Sunday school for atheists:
An estimated 14% of Americans profess to have no religion, and among 18-to-25-year-olds, the proportion rises to 20%, according to the Institute for Humanist Studies. The lives of these young people would be much easier, adult nonbelievers say, if they learned at an early age how to respond to the God-fearing majority in the U.S.
It would definitely help. So many young atheists live in fear of telling anyone, even close friends, what they believe.

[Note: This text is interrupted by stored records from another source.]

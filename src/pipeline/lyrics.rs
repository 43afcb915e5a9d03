//! Lyrics-sheet parser.
//!
//! Each trimmed line is tagged by [`classify`] and fed to a two-state machine
//! (`Idle` before anything has been collected, `InSection` afterwards). The
//! parser opens an implicit verse so lines before the first marker are kept.
//!
//! ```text
//! # Title            → title
//! Verse …            → start a verse
//! Chorus …           → start a chorus
//! <blank>            → ignored
//! anything else      → content of the current section
//! ```

use crate::document::{Section, SectionKind, SongDocument, UNTITLED};
use crate::pipeline::input;
use tracing::debug;

const TITLE_MARKER: &str = "# ";
const VERSE_MARKER: &str = "Verse";
const CHORUS_MARKER: &str = "Chorus";

/// A classified source line.
#[derive(Debug, Clone, PartialEq, Eq)]
pub enum LyricsLine<'a> {
    Blank,
    Title(&'a str),
    SectionStart(SectionKind),
    Content(&'a str),
}

/// Tag one line. Markers are matched on the trimmed text, title first.
pub fn classify(line: &str) -> LyricsLine<'_> {
    let line = line.trim();
    if let Some(title) = line.strip_prefix(TITLE_MARKER) {
        LyricsLine::Title(title.trim())
    } else if line.starts_with(VERSE_MARKER) {
        LyricsLine::SectionStart(SectionKind::Verse)
    } else if line.starts_with(CHORUS_MARKER) {
        LyricsLine::SectionStart(SectionKind::Chorus)
    } else if line.is_empty() {
        LyricsLine::Blank
    } else {
        LyricsLine::Content(line)
    }
}

enum State {
    Idle(SectionKind),
    InSection(Section),
}

impl State {
    /// Close the current section, keeping it only if it collected lines.
    fn flush(self, out: &mut Vec<Section>) {
        if let State::InSection(section) = self {
            if !section.lines.is_empty() {
                out.push(section);
            }
        }
    }
}

/// Parse a lyrics sheet. Never fails: unknown lines are content.
pub fn parse(text: &str) -> SongDocument {
    let mut title: Option<String> = None;
    let mut sections = Vec::new();
    let mut state = State::Idle(SectionKind::Verse);

    for line in input::lines(text) {
        match classify(line) {
            LyricsLine::Blank => {}
            LyricsLine::Title(t) => title = Some(t.to_string()),
            LyricsLine::SectionStart(kind) => {
                state.flush(&mut sections);
                state = State::Idle(kind);
            }
            LyricsLine::Content(content) => {
                state = match state {
                    State::Idle(kind) => State::InSection(Section {
                        kind,
                        lines: vec![content.to_string()],
                    }),
                    State::InSection(mut section) => {
                        section.lines.push(content.to_string());
                        State::InSection(section)
                    }
                };
            }
        }
    }
    state.flush(&mut sections);

    if title.is_none() {
        debug!("No title line found, using placeholder");
    }
    debug!("Parsed lyrics sheet: {} sections", sections.len());

    SongDocument {
        title: title.unwrap_or_else(|| UNTITLED.to_string()),
        sections,
    }
}
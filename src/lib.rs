//! # mus2pdf
//!
//! Convert plain-text chord/lyrics sheets (`.mus` files) to styled HTML and PDF.
//!
//! Two notations are understood:
//!
//! * **Lyrics sheets**: a `# Title` line, `Verse` / `Chorus` markers and
//!   literal lines of chords (`[C]Hello [G]world`) or lyrics.
//! * **Chord charts**: `Título:`, an `Estructura:` line of section names and
//!   `Definiciones:` mapping each name to chord degrees. The chart is
//!   expanded section by section and drawn as a grid of chord images.
//!
//! ## Pipeline Overview
//!
//! ```text
//! .mus
//!  │
//!  ├─ 1. Input   read the file
//!  ├─ 2. Parse   lyrics sheet or chord chart (auto-detected)
//!  ├─ 3. Expand  chart structure → per-section chords
//!  ├─ 4. HTML    builder + palette / chord images
//!  └─ 5. PDF     external engine (weasyprint by default), atomic write
//! ```
//!
//! ## Quick Start
//!
//! ```rust,no_run
//! use mus2pdf::{convert, ConversionConfig};
//!
//! fn main() -> Result<(), Box<dyn std::error::Error>> {
//!     let config = ConversionConfig::builder().emit_debug_html(true).build()?;
//!     let output = convert("mi_cancion.mus", "mi_cancion.pdf", &config)?;
//!     eprintln!("{}: {} bytes", output.document.title(), output.pdf_bytes);
//!     Ok(())
//! }
//! ```
//!
//! Parsing alone never fails and needs no engine:
//!
//! ```rust
//! use mus2pdf::{parse_str, Document, Notation};
//!
//! let doc = parse_str("Título: Mi Canción\nEstructura:\nA B A\nDefiniciones:\nA = I IV V\nB = ii V\n", Notation::Auto);
//! let Document::Chart(chart) = doc else { panic!() };
//! assert_eq!(chart.progression().len(), 3);
//! ```
//!
//! ## Feature Flags
//!
//! | Feature | Default | Description |
//! |---------|---------|-------------|
//! | `cli`   | on      | Enables the `mus2pdf` binary (clap + anyhow + tracing-subscriber + indicatif) |

// ── Modules ──────────────────────────────────────────────────────────────

pub mod config;
pub mod convert;
pub mod document;
pub mod error;
pub mod pipeline;

// ── Re-exports ───────────────────────────────────────────────────────────

pub use config::{
    ChartImages, ConversionConfig, ConversionConfigBuilder, EngineCommand, Notation, StylePalette,
};
pub use convert::{
    convert, convert_to_html, convert_with_engine, detect_notation, parse_file, parse_str,
    render_document, ConversionOutput,
};
pub use document::{
    ChordChart, Definitions, Document, ProgressionEntry, Section, SectionKind, SongDocument,
};
pub use error::{ErrorKind, MusError};
pub use pipeline::pdf::{CommandEngine, PdfEngine};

A good friend of mine is featured in the article and she explains the need for this type of “atheist education”:
Bri Kneisley, who sent her son Damian, 10, to Camp Quest Ohio this past summer, welcomes the sense of community these new choices offer him: “He’s a child of atheist parents, and he’s not the only one in the world.”
Kneisley, 26, a graduate student at the University of Missouri, says she realized Damian needed to learn about secularism after a neighbor showed him the Bible. “Damian was quite certain this guy was right and was telling him this amazing truth that I had never shared,” says Kneisley. In most ways a traditional sleep-away camp–her son loved canoeing–Camp Quest also taught Damian critical thinking, world religions and tales of famous freethinkers (an umbrella term for atheists, agnostics and other rationalists) like the black abolitionist Frederick Douglass.
I think the obvious question that non-non-believers might have is: What do you teach at an Atheist Sunday School?
(And, no, the acronym is not lost on me. Ha ha. Very funny. Let’s move on now.)
One Sunday this fall found a dozen children up to age 6 and several parents playing percussion instruments and singing empowering anthems like I’m Unique and Unrepeatable, set to the tune of Ten Little Indians, instead of traditional Sunday-school songs like Jesus Loves Me. Rather than listen to a Bible story, the class read Stone Soup, a secular parable of a traveler who feeds a village by making a stew using one ingredient from each home.
Down the hall in the kitchen, older kids engaged in a Socratic conversation with class leader Bishop about the role persuasion plays in decision-making. He tried to get them to see that people who are coerced into renouncing their beliefs might not actually change their minds but could be acting out of self-preservation–an important lesson for young atheists who may feel pressure to say they believe in God.
It’s a positive piece on atheism in Time magazine!
Not too shabby at all.
Many thanks to Jeninne Lee-St. John, who wrote the article.
The piece also features the picture below (taken by Kathrin Miller) of “Sunday morning at The Children’s Program at the Humanist Community of Palo Alto, California”:

I’m jealous.
Can someone lend me a child so I can attend these classes?